"Smiley Faces" is a song by American soul music duo Gnarls Barkley from their debut album, St. Elsewhere (2006). It was released July 17, 2006, as the second single from that album in the United Kingdom and peaked at number 10 on the UK Singles Chart.

Music videos
Like the single "Crazy", there are two different music videos for this song.

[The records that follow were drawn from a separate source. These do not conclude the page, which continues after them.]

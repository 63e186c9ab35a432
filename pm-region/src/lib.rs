//! Growable file mappings for byte-addressable persistent memory.
//!
//! A [`MappedRegion`] owns exactly one shared mapping of one backing file. Stores go straight
//! into the mapping; there is no write buffer and no `write(2)` call anywhere on the data path.
//! What a store does *not* get for free is ordering with respect to a crash. That part is the
//! [`DurabilityPolicy`]: it decides, per write and per explicit sync, which byte range must be
//! flushed and with which primitive.
//!
//! ## Two media
//!
//! The mapping vtable first asks the kernel for a synchronous DAX mapping (`MAP_SYNC`). When the
//! file system grants it, the file lives on true persistent memory and a range becomes durable by
//! flushing its cache lines. Otherwise the mapping is backed by the page cache and the same range
//! has to be written back with `msync`. Callers only ever see a [`Medium`]; the difference is
//! resolved inside [`MappedRegion::flush`].
//!
//! ## Growth relocates
//!
//! Growing a region maps the file anew and unmaps the old view, so the base address may change.
//! Nothing here hands out raw pointers. Views are borrowed from the region, and every call that
//! may grow takes `&mut self`, which rules out holding a view across a remap.
mod backing;
mod durability;
mod growth;
mod mmap;
mod region;

pub use backing::Backing;
pub use durability::{DurabilityPolicy, Flush, Role};
pub use growth::{Growth, GrowthError, GrowthPolicy};
pub use mmap::{MapError, Mapped, Mapper, Medium, MediumDetect, VTable};
pub use region::{MappedRegion, RegionError, RegionOptions};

The mockumentary-style music video for "Smiley Faces", directed by Robert Hales shows a music historian (played by Dennis Hopper) and an A&R executive (played by Dean Stockwell) being interviewed about whether or not Gnarls Barkley (the person) exists and pondering over whether Barkley is behind the music scene. The video shows musical acts and cultural events from the 1920s to the 1990s, with Cee-Lo and producer Danger Mouse in the background. The effect is similar to that of Woody Allen editing himself into archival film footage in Zelig. (Danger Mouse has spoken of Woody Allen's films, and Allen's auteur approach as having an influence on his music.) In September 2007, the video won an MTV Video Music Award for Best Editing.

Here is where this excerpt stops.